• YOUR GOAL
From the records below, please return each line that holds the word "Result".

• GIVEN ENTRIES
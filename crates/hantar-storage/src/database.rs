// SPDX-FileCopyrightText: 2026 Hantar Contributors
// SPDX-License-Identifier: MIT OR Apache-2.0

//! Database connection management with PRAGMA setup, WAL mode, and lifecycle.
//!
//! All writes are serialized through tokio-rusqlite's single background
//! thread: `Database` wraps a single `tokio_rusqlite::Connection`, query
//! modules accept `&Database` and call through `connection().call()`. Do
//! NOT create additional `Connection` instances for writes.

use std::path::Path;

use hantar_core::HantarError;
use tracing::debug;

use crate::migrations;

/// Handle to the gateway's SQLite database.
pub struct Database {
    conn: tokio_rusqlite::Connection,
}

impl Database {
    /// Open (creating if needed) the database at `path`, apply PRAGMAs, and
    /// run pending migrations.
    pub async fn open(path: &str, wal_mode: bool) -> Result<Self, HantarError> {
        if let Some(parent) = Path::new(path).parent() {
            if !parent.as_os_str().is_empty() {
                std::fs::create_dir_all(parent).map_err(|e| HantarError::Storage {
                    source: Box::new(e),
                })?;
            }
        }

        let conn = tokio_rusqlite::Connection::open(path)
            .await
            .map_err(map_tr_err)?;

        conn.call(move |conn| {
            if wal_mode {
                conn.pragma_update(None, "journal_mode", "WAL")?;
            }
            conn.execute_batch(
                "PRAGMA synchronous = NORMAL;
                 PRAGMA foreign_keys = ON;
                 PRAGMA busy_timeout = 5000;",
            )?;
            migrations::run_migrations(conn)?;
            Ok(())
        })
        .await
        .map_err(map_tr_err)?;

        debug!(path, wal_mode, "database opened");
        Ok(Self { conn })
    }

    /// The underlying single-writer connection.
    pub fn connection(&self) -> &tokio_rusqlite::Connection {
        &self.conn
    }

    /// Checkpoint the WAL and flush pending writes.
    pub async fn close(&self) -> Result<(), HantarError> {
        self.conn
            .call(|conn| {
                conn.execute_batch("PRAGMA wal_checkpoint(TRUNCATE);")?;
                Ok(())
            })
            .await
            .map_err(map_tr_err)?;
        debug!("WAL checkpoint complete");
        Ok(())
    }
}

/// Map a tokio-rusqlite error into the workspace error type.
pub fn map_tr_err(e: tokio_rusqlite::Error) -> HantarError {
    HantarError::Storage {
        source: Box::new(e),
    }
}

• SOLUTION FOR THIS PROBLEM
    pub async fn open(path: &str, wal_mode: bool) -> Result<Self, HantarError> {
    pub async fn close(&self) -> Result<(), HantarError> {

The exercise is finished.